● **SOURCE DATA**
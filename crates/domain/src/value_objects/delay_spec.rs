//! Delay specification value object
//!
//! An exponential-distribution rate paired with a hard maximum. Rates are
//! expressed per millisecond, so a rate of `0.01` gives a mean delay of
//! 100ms before clamping.
//!
//! # Examples
//!
//! ```
//! use std::time::Duration;
//! use domain::DelaySpec;
//!
//! let spec = DelaySpec::new(0.01, Duration::from_millis(500)).unwrap();
//! assert!(spec.is_enabled());
//! assert!((spec.max_millis() - 500.0).abs() < f64::EPSILON);
//!
//! // Non-positive rates disable the delay
//! assert!(!DelaySpec::new(0.0, Duration::from_secs(1)).unwrap().is_enabled());
//! ```

use std::fmt;
use std::time::Duration;

use crate::errors::DomainError;

/// Rate and clamp for one injected delay
#[derive(Debug, Clone, Copy, PartialEq)]
pub struct DelaySpec {
    rate: f64,
    max: Duration,
}

impl DelaySpec {
    /// Create a delay specification
    ///
    /// A rate `<= 0` is accepted and disables the delay.
    ///
    /// # Errors
    ///
    /// Returns `DomainError::InvalidDelayRate` if the rate is NaN or infinite.
    pub fn new(rate: f64, max: Duration) -> Result<Self, DomainError> {
        if !rate.is_finite() {
            return Err(DomainError::InvalidDelayRate(rate));
        }
        Ok(Self { rate, max })
    }

    /// Convenience constructor taking the maximum in milliseconds
    ///
    /// # Errors
    ///
    /// Same as [`DelaySpec::new`].
    pub fn from_millis(rate: f64, max_ms: u64) -> Result<Self, DomainError> {
        Self::new(rate, Duration::from_millis(max_ms))
    }

    /// A delay that never fires
    #[must_use]
    pub const fn disabled() -> Self {
        Self {
            rate: 0.0,
            max: Duration::ZERO,
        }
    }

    /// Exponential rate parameter (per millisecond)
    #[must_use]
    pub const fn rate(&self) -> f64 {
        self.rate
    }

    /// Hard upper bound on a sampled delay
    #[must_use]
    pub const fn max(&self) -> Duration {
        self.max
    }

    /// The maximum as fractional milliseconds, the unit samples are drawn in
    #[must_use]
    pub fn max_millis(&self) -> f64 {
        self.max.as_secs_f64() * 1000.0
    }

    /// Whether sampling will draw randomness at all
    #[must_use]
    pub fn is_enabled(&self) -> bool {
        self.rate > 0.0
    }
}

impl Default for DelaySpec {
    fn default() -> Self {
        Self::disabled()
    }
}

impl fmt::Display for DelaySpec {
    fn fmt(&self, f: &mut fmt::Formatter<'_>) -> fmt::Result {
        if self.is_enabled() {
            write!(f, "exp(rate={}/ms, max={:?})", self.rate, self.max)
        } else {
            write!(f, "disabled")
        }
    }
}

● **WHAT IS BEING ASKED**
Only the lines containing "InvalidDelayRate" are needed; pull them out of the listing.

● **THE COMPLETED TASK**
    /// Returns `DomainError::InvalidDelayRate` if the rate is NaN or infinite.
            return Err(DomainError::InvalidDelayRate(rate));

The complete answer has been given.